Records from a data source
>>>

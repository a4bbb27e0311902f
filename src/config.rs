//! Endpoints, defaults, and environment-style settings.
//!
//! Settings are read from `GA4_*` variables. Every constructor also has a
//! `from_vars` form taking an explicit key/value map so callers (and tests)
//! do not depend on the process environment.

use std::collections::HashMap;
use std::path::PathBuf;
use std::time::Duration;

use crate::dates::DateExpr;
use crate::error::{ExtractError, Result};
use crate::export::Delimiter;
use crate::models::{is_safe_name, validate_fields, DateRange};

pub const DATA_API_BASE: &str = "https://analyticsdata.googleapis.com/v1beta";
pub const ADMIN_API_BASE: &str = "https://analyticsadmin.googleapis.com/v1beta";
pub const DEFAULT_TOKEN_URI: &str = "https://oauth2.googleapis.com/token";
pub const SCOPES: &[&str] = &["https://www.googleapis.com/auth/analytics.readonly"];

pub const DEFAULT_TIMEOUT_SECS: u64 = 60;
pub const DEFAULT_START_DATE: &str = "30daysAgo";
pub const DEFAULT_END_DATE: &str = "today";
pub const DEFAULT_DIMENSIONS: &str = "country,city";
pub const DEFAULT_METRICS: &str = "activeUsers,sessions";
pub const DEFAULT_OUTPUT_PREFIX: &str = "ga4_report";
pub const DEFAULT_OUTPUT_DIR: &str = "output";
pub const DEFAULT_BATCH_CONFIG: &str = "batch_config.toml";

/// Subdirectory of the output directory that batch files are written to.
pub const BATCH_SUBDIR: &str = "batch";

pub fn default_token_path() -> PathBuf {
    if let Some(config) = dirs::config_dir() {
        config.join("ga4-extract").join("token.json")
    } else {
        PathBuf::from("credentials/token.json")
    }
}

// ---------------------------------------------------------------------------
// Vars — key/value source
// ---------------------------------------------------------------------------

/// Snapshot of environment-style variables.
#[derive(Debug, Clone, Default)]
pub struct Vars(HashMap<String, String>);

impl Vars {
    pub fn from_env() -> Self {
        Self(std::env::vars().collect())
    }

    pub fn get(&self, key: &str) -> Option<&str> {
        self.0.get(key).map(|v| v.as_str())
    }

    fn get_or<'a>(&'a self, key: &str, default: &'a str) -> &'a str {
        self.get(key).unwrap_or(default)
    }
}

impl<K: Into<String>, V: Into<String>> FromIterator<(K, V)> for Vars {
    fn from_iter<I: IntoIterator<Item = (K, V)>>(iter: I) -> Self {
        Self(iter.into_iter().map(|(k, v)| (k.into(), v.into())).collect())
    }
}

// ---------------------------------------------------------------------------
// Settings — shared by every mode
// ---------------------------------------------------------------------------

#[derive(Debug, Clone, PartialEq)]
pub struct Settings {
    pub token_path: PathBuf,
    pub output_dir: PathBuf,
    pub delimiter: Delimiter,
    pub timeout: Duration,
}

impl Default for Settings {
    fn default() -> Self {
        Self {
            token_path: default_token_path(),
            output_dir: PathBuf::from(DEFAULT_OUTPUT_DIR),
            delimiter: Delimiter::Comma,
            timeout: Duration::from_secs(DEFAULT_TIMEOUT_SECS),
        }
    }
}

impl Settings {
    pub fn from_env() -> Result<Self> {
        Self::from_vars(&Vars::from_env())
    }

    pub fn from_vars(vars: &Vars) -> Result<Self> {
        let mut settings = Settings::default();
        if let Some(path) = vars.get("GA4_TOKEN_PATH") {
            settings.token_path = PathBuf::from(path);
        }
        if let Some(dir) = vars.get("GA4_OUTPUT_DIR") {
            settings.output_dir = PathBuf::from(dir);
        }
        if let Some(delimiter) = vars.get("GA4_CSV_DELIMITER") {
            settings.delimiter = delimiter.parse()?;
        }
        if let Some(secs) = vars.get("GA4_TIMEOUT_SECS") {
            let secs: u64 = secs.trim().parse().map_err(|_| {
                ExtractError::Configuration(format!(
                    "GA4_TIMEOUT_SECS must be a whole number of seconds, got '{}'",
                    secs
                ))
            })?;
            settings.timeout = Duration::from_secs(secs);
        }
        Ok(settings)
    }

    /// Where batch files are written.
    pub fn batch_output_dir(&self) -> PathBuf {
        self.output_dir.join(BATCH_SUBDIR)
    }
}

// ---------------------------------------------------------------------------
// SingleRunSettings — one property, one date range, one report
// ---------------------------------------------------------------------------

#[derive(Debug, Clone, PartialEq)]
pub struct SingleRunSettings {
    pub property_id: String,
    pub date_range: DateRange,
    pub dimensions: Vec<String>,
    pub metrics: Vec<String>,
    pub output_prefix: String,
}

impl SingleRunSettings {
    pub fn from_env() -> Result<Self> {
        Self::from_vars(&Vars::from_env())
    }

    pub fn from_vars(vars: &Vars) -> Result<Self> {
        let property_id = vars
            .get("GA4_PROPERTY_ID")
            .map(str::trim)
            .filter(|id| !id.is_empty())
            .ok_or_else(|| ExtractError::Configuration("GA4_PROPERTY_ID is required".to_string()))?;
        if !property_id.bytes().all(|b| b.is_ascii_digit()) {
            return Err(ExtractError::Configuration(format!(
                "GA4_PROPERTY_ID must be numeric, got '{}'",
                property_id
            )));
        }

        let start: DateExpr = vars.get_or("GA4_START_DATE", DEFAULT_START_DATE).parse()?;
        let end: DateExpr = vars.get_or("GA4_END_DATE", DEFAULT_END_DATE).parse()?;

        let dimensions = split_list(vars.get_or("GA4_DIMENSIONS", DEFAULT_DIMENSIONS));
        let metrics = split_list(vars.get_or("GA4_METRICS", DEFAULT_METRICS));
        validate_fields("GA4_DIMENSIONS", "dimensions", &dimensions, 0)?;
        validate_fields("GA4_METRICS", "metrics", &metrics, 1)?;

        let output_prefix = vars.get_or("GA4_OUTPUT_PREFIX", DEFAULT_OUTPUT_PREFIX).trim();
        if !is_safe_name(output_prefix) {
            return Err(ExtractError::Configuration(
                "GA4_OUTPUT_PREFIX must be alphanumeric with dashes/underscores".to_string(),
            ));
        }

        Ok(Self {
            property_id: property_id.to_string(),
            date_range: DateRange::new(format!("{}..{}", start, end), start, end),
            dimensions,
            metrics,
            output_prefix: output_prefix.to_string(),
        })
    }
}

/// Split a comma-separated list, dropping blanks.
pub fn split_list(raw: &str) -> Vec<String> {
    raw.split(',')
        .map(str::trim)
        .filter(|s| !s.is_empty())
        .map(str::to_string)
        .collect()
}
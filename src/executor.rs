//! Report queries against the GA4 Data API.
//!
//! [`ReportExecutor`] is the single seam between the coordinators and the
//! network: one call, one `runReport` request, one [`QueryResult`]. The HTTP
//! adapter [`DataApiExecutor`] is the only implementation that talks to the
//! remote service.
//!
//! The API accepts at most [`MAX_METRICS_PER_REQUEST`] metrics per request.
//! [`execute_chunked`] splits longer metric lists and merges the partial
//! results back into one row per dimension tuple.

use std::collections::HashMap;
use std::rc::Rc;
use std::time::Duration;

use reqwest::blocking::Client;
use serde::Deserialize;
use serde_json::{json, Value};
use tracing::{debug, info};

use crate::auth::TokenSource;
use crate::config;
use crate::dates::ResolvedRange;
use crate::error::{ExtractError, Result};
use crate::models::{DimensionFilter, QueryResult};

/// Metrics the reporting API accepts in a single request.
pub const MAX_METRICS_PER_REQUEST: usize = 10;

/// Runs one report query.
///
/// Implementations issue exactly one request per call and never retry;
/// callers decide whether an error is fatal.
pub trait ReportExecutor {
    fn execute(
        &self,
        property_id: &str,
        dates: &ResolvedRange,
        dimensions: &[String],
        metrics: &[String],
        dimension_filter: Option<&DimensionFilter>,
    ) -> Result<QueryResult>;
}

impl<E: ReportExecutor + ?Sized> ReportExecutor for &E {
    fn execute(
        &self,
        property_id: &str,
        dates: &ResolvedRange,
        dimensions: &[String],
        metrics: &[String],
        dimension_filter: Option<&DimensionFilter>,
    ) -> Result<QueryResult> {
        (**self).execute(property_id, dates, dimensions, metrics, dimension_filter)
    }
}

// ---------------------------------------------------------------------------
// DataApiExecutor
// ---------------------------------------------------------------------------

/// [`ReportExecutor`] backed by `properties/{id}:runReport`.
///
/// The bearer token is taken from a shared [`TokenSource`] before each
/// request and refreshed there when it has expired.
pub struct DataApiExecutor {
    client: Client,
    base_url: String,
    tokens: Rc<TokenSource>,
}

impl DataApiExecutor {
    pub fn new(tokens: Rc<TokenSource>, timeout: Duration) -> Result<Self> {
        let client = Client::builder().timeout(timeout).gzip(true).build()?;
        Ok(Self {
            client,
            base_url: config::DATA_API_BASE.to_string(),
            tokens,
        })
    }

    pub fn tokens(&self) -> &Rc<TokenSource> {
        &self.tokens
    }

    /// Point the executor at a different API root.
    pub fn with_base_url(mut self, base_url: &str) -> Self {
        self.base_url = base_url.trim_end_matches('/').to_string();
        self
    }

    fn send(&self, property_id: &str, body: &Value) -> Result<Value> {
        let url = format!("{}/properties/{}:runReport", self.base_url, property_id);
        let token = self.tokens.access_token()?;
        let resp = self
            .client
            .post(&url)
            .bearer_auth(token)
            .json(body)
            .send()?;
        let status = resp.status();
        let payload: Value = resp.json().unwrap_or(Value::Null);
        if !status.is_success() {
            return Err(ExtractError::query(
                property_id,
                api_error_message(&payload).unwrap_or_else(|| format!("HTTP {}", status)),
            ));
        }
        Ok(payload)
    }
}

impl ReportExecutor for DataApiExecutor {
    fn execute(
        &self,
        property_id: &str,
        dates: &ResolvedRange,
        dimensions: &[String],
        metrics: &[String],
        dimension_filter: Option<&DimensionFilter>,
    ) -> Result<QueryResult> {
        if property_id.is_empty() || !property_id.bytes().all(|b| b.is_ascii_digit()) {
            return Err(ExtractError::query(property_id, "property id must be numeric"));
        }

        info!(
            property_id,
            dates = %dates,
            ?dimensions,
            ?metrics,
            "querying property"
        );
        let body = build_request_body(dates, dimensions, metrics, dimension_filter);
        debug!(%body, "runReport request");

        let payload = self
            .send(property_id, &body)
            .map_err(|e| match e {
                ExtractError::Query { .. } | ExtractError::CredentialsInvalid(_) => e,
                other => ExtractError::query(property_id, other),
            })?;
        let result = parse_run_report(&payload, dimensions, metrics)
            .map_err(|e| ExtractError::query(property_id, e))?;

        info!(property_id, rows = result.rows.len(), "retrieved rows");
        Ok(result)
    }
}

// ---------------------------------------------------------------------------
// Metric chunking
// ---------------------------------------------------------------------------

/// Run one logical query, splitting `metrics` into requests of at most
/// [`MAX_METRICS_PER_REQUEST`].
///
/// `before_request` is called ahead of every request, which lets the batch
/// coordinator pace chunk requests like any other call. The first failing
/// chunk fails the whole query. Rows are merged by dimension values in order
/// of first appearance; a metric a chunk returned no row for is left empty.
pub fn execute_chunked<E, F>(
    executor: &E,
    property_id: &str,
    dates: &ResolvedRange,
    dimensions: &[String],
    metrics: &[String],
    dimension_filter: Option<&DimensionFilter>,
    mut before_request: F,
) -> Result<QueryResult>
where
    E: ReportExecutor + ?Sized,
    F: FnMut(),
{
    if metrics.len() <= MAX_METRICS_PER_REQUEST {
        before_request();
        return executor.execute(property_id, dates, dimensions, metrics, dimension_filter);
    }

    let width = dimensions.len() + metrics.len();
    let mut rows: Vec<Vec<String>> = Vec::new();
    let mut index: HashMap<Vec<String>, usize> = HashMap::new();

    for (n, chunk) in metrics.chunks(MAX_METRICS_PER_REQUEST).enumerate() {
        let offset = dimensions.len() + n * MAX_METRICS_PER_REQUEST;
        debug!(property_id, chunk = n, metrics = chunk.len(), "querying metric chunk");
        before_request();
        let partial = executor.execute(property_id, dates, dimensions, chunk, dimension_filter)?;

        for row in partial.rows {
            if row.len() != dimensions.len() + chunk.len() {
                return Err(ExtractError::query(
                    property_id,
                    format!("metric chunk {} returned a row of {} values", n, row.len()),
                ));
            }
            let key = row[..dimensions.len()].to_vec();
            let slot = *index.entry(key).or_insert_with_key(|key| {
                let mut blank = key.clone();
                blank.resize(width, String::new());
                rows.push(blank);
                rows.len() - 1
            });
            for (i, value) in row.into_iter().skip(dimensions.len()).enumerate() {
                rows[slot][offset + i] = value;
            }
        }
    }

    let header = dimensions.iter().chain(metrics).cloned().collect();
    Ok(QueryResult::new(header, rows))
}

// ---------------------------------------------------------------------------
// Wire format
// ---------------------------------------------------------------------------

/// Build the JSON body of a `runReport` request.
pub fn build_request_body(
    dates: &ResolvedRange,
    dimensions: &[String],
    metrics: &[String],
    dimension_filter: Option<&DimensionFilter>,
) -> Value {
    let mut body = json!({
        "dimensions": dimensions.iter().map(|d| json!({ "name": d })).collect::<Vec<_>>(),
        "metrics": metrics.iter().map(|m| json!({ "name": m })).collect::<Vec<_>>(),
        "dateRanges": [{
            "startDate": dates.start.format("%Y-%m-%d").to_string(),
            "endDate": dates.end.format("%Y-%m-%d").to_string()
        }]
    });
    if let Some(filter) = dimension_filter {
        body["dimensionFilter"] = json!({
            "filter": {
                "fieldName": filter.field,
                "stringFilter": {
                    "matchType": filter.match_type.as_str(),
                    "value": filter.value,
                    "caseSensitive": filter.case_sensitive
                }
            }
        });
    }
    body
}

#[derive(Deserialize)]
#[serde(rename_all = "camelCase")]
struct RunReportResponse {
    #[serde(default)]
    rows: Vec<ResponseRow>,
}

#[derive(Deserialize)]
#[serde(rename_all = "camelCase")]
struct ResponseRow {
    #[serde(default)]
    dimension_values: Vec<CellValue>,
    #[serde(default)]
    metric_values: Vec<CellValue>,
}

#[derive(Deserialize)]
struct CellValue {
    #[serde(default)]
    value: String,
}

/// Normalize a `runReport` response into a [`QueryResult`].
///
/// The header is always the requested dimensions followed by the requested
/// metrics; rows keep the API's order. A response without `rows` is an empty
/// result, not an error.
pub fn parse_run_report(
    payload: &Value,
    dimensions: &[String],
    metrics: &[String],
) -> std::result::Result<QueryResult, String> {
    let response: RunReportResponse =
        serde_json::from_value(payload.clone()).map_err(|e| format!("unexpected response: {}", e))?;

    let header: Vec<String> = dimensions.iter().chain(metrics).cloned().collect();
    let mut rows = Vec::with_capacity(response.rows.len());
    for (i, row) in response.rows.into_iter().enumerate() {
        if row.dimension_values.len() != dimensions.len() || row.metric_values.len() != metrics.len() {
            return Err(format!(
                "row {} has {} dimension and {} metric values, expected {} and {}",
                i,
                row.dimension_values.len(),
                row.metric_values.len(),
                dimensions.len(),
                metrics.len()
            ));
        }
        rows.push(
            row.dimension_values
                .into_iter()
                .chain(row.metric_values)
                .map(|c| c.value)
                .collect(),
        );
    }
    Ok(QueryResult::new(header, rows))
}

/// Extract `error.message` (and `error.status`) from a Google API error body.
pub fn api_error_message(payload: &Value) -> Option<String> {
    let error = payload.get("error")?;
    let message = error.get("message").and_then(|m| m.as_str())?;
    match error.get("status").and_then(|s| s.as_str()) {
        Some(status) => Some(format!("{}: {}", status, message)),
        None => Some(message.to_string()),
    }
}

<<<

Action item
Lines holding the word "written" are the answer; copy every one from the records above.

Reply to the task
/// Subdirectory of the output directory that batch files are written to.
    /// Where batch files are written.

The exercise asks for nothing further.